Figure 1. Potential Shapes of the Associations Between Goal Difficulty, Physical Activity and Goal Achievement.

Note. Figure 1A Represent a linear relationship between (a) goal difficulty and physical activity (plain line), and (b) goal difficulty and goal achievement (dotted line). Figures 1B and 1C represent these relationships with two different nonlinear patterns. The gray squares represent and hypothetical “optimal goal setting zone” where high behavioral performance and high goal achievement level are reach simultaneously.

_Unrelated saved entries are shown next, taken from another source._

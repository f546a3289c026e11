use crate::api;
use crate::cli::actions::Action;
use crate::config::SecurityConfig;
use anyhow::{Context, Result};

/// Handle the server action
pub async fn handle(action: Action) -> Result<()> {
    match action {
        Action::Server { port, settings } => {
            let config =
                SecurityConfig::new(settings).context("Invalid security configuration")?;

            api::new(port, config).await?;
        }
    }

    Ok(())
}
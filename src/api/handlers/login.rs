//! Login endpoint: the only path through which the ledger, the verifier,
//! and session issuance interact.

use axum::{
    extract::ConnectInfo,
    http::{header::SET_COOKIE, HeaderMap},
    response::{Html, IntoResponse, Response},
    Extension, Json,
};
use std::net::SocketAddr;
use std::sync::Arc;
use tracing::{info, warn};

use super::{
    remote_identity,
    types::{LoginRequest, LoginResponse, SessionInfo},
    JsonOrForm,
};
use crate::api::{error::AuthError, gate};
use crate::auth::{AuthCore, Decision};

const LOGIN_PAGE: &str = include_str!("login.html");

#[utoipa::path(
    get,
    path = "/auth/login",
    responses(
        (status = 200, description = "Login form (HTML)")
    ),
    tag = "auth"
)]
pub async fn login_page() -> Html<&'static str> {
    Html(LOGIN_PAGE)
}

#[utoipa::path(
    post,
    path = "/auth/login",
    request_body = LoginRequest,
    responses(
        (status = 200, description = "Authenticated; session cookie set", body = LoginResponse),
        (status = 400, description = "Missing or empty password"),
        (status = 401, description = "Invalid password"),
        (status = 403, description = "CSRF token mismatch on an existing session"),
        (status = 429, description = "Progressive delay or lockout in effect")
    ),
    tag = "auth"
)]
pub async fn login(
    headers: HeaderMap,
    peer: Option<ConnectInfo<SocketAddr>>,
    Extension(core): Extension<Arc<AuthCore>>,
    JsonOrForm(request): JsonOrForm<LoginRequest>,
) -> Result<Response, AuthError> {
    let Some(password) = request.password.filter(|password| !password.is_empty()) else {
        return Err(AuthError::Validation("Password is required".to_string()));
    };

    let remote_id = remote_identity(&headers, peer.as_ref());

    // A caller that already holds a session must present the CSRF token
    // bound to it; only the very first login gets the exemption.
    let existing = core.session_from_headers(&headers).await?;
    if let Some(ref session) = existing {
        let presented = request.csrf_token.as_deref().unwrap_or_default();
        if !core.csrf_matches(session, presented) {
            info!(remote_id, "Login refused: CSRF mismatch on existing session");
            return Err(AuthError::CsrfMismatch);
        }
    }

    // The ledger gates the verifier: a delayed or locked-out remote never
    // reaches the hash, correct password or not.
    match core.ledger().check(&remote_id) {
        Decision::Allow => {}
        Decision::Delay(delay_seconds) => {
            warn!(remote_id, delay_seconds, "Login throttled");
            return Err(AuthError::Delayed { delay_seconds });
        }
        Decision::LockedOut(lockout_seconds) => {
            warn!(remote_id, lockout_seconds, "Login refused during lockout");
            return Err(AuthError::LockedOut { lockout_seconds });
        }
    }

    if !core.verify_password(&password).await {
        let user_agent = headers
            .get(axum::http::header::USER_AGENT)
            .and_then(|value| value.to_str().ok());
        core.ledger().observe_failure(&remote_id, user_agent);
        info!(remote_id, "Login failed: invalid password");
        return Err(AuthError::InvalidPassword {
            remaining_attempts: core.ledger().remaining_attempts(&remote_id),
        });
    }

    core.ledger().clear(&remote_id);
    if let Some(previous) = existing {
        core.sessions().destroy(&previous.session_id).await?;
    }
    let record = core
        .issue_session(request.remember)
        .await
        .map_err(AuthError::Internal)?;

    let cookie =
        gate::session_cookie(&core, &record).map_err(|err| AuthError::Internal(err.into()))?;
    info!(remote_id, remember = record.remember, "Login succeeded");

    let body = LoginResponse {
        success: true,
        csrf_token: record.csrf_token.clone(),
        session_info: SessionInfo::from_record(&core, &record),
    };
    Ok(([(SET_COOKIE, cookie)], Json(body)).into_response())
}
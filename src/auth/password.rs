//! Strength policy for rotated admin passwords.

pub const MIN_LENGTH: usize = 8;
pub const MAX_LENGTH: usize = 128;

/// Punctuation class accepted as the "special character" requirement.
const PUNCTUATION: &str = "!@#$%^&*()_+-=[]{}|;:,.<>?";

/// Passwords rejected outright regardless of character classes.
const WEAK_PASSWORDS: &[&str] = &[
    "password",
    "password1",
    "password123",
    "passw0rd",
    "p@ssword1",
    "p@ssw0rd",
    "admin123",
    "administrator1",
    "qwerty123",
    "letmein1",
    "welcome1",
    "changeme1",
    "iloveyou1",
    "sunshine1",
    "monkey123",
    "dragon123",
    "trustno1",
    "abc12345",
    "test1234",
    "123456789",
];

/// Why a candidate password was rejected. The message is surfaced verbatim
/// in the 400 response body.
#[derive(Debug, Clone, PartialEq, Eq, thiserror::Error)]
pub enum PolicyViolation {
    #[error("Password must be between {MIN_LENGTH} and {MAX_LENGTH} characters")]
    Length,
    #[error("Password must contain an uppercase letter")]
    MissingUppercase,
    #[error("Password must contain a lowercase letter")]
    MissingLowercase,
    #[error("Password must contain a digit")]
    MissingDigit,
    #[error("Password must contain a punctuation character")]
    MissingPunctuation,
    #[error("Password is too common")]
    CommonPassword,
}

/// Validate `candidate` against the strength policy.
///
/// # Errors
/// Returns the first violated rule, checked in a fixed order so error
/// messages are stable.
pub fn check_strength(candidate: &str) -> Result<(), PolicyViolation> {
    let length = candidate.chars().count();
    if !(MIN_LENGTH..=MAX_LENGTH).contains(&length) {
        return Err(PolicyViolation::Length);
    }
    if !candidate.chars().any(|c| c.is_ascii_uppercase()) {
        return Err(PolicyViolation::MissingUppercase);
    }
    if !candidate.chars().any(|c| c.is_ascii_lowercase()) {
        return Err(PolicyViolation::MissingLowercase);
    }
    if !candidate.chars().any(|c| c.is_ascii_digit()) {
        return Err(PolicyViolation::MissingDigit);
    }
    if !candidate.chars().any(|c| PUNCTUATION.contains(c)) {
        return Err(PolicyViolation::MissingPunctuation);
    }
    let lowered = candidate.to_lowercase();
    if WEAK_PASSWORDS.contains(&lowered.as_str()) {
        return Err(PolicyViolation::CommonPassword);
    }
    Ok(())
}
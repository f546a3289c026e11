//! HMAC signing for session cookies and persisted session records.

use base64::Engine;
use hmac::{Hmac, Mac};
use secrecy::{ExposeSecret, SecretString};
use sha2::Sha256;
use subtle::ConstantTimeEq;

type HmacSha256 = Hmac<Sha256>;

/// Signs opaque values with the configured session signing key.
///
/// The signer is cheap to clone; it only holds the derived key bytes.
#[derive(Clone)]
pub struct TokenSigner {
    mac: HmacSha256,
}

impl TokenSigner {
    #[must_use]
    pub fn new(signing_key: &SecretString) -> Self {
        // HMAC accepts keys of any length, so this cannot fail.
        let mac = HmacSha256::new_from_slice(signing_key.expose_secret().as_bytes())
            .expect("HMAC accepts keys of any length");
        Self { mac }
    }

    fn mac(&self, data: &[u8]) -> Vec<u8> {
        let mut mac = self.mac.clone();
        mac.update(data);
        mac.finalize().into_bytes().to_vec()
    }

    /// Produce `<value>.<hex mac>` for the session cookie.
    #[must_use]
    pub fn sign(&self, value: &str) -> String {
        let mac = self.mac(value.as_bytes());
        format!("{value}.{}", hex_encode(&mac))
    }

    /// Recover the signed value, or `None` when the signature does not
    /// verify. An invalid signature is indistinguishable from a missing
    /// value to the caller.
    #[must_use]
    pub fn unsign(&self, signed: &str) -> Option<String> {
        let (value, sig_hex) = signed.rsplit_once('.')?;
        let presented = hex_decode(sig_hex)?;
        let expected = self.mac(value.as_bytes());
        if constant_time_eq(&presented, &expected) {
            Some(value.to_string())
        } else {
            None
        }
    }

    /// Sign a serialized record for at-rest storage:
    /// `base64(payload).hex(mac)`.
    #[must_use]
    pub fn seal(&self, payload: &[u8]) -> String {
        let body = base64::engine::general_purpose::URL_SAFE_NO_PAD.encode(payload);
        let mac = self.mac(body.as_bytes());
        format!("{body}.{}", hex_encode(&mac))
    }

    /// Verify and decode a sealed record. Tampered or truncated input
    /// yields `None`.
    #[must_use]
    pub fn open(&self, sealed: &str) -> Option<Vec<u8>> {
        let (body, sig_hex) = sealed.trim_end().rsplit_once('.')?;
        let presented = hex_decode(sig_hex)?;
        let expected = self.mac(body.as_bytes());
        if !constant_time_eq(&presented, &expected) {
            return None;
        }
        base64::engine::general_purpose::URL_SAFE_NO_PAD
            .decode(body)
            .ok()
    }
}

/// Constant-time equality for tokens and MACs.
///
/// Length is not secret here; only the comparison over equal-length bytes
/// must not short-circuit.
#[must_use]
pub fn constant_time_eq(a: &[u8], b: &[u8]) -> bool {
    if a.len() != b.len() {
        return false;
    }
    a.ct_eq(b).into()
}

fn hex_encode(bytes: &[u8]) -> String {
    use std::fmt::Write;
    bytes.iter().fold(String::new(), |mut acc, byte| {
        let _ = write!(acc, "{byte:02x}");
        acc
    })
}

fn hex_decode(hex: &str) -> Option<Vec<u8>> {
    if hex.len() % 2 != 0 {
        return None;
    }
    (0..hex.len())
        .step_by(2)
        .map(|i| u8::from_str_radix(&hex[i..i + 2], 16).ok())
        .collect()
}

#[cfg(test)]
mod tests {
    use super::*;

    fn signer() -> TokenSigner {
        TokenSigner::new(&SecretString::from(
            "0123456789abcdef0123456789abcdef".to_string(),
        ))
    }

    #[test]
    fn sign_round_trip() {
        let signer = signer();
        let signed = signer.sign("session-id");
        assert_eq!(signer.unsign(&signed), Some("session-id".to_string()));
    }

    #[test]
    fn unsign_rejects_tampered_value() {
        let signer = signer();
        let signed = signer.sign("session-id");
        let tampered = signed.replacen("session", "sessiom", 1);
        assert_eq!(signer.unsign(&tampered), None);
    }

    #[test]
    fn unsign_rejects_tampered_signature() {
        let signer = signer();
        let mut signed = signer.sign("session-id");
        let last = signed.pop().map_or('0', |c| if c == '0' { '1' } else { '0' });
        signed.push(last);
        assert_eq!(signer.unsign(&signed), None);
    }

    #[test]
    fn unsign_rejects_missing_separator() {
        assert_eq!(signer().unsign("no-separator-here"), None);
    }

    #[test]
    fn different_keys_do_not_verify() {
        let other = TokenSigner::new(&SecretString::from(
            "fedcba9876543210fedcba9876543210".to_string(),
        ));
        let signed = signer().sign("session-id");
        assert_eq!(other.unsign(&signed), None);
    }

    #[test]
    fn seal_round_trip() {
        let signer = signer();
        let sealed = signer.seal(b"{\"remember\":true}");
        assert_eq!(signer.open(&sealed), Some(b"{\"remember\":true}".to_vec()));
    }

    #[test]
    fn open_rejects_bit_flip() {
        let signer = signer();
        let sealed = signer.seal(b"payload");
        let mut bytes = sealed.into_bytes();
        bytes[0] ^= 0x01;
        let flipped = String::from_utf8(bytes).expect("still utf8");
        assert_eq!(signer.open(&flipped), None);
    }

    #[test]
    fn constant_time_eq_basics() {
        assert!(constant_time_eq(b"abc", b"abc"));
        assert!(!constant_time_eq(b"abc", b"abd"));
        assert!(!constant_time_eq(b"abc", b"abcd"));
    }
}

Beyond this, we also theorize potential nonlinear relationships between goal difficulty, physical activity, and goal achievement. Specifically, we see four plausible relationships, which are visualized in Figure 1. Figure 1A visualizes the hypothesis of a positive linear relationship, which fits with prior observations from industrial and organizational psychology areas (Locke & Latham, 2019). Figure 1B visualizes a hypothetical possibility that a plateau exists with regard to the relationship between goal difficultly and physical activity. This plateau is theoretically plausible based on Swann et al.’s (2020) postulation that physical activity would not be able to go beyond one’s capabilities. Thus, goal difficulty will only influence physical activity up to a person’s capability and, anything beyond that, the relationship will plateau as visualized in Figure 1B. A third possibility for the relationship between goal difficulty and performance, is an inverted U-shape. If this shape were observed, it would suggest that setting overly difficult goals could result in decreases in motivations to be physical activity, and, thus, as goal difficulty increases, physical activity actually reduces from feelings of being demotivated (Figure 1C; see also Grant & Schwartz, 2011). We believed that this hypothesis of nonlinearity might occur with specific types of behaviors, such as walking, which are necessarily constrained by a combination of physical capabilities, contextual barriers (e.g., time availability), and self-regulation skills. These hypotheses, notably the inverted U-shape postulated, are also aligned with assumptions made in the social cognitive theory (Bandura, 1977) and has already been postulated elsewhere in the physical activity context (Hekler et al., 2018).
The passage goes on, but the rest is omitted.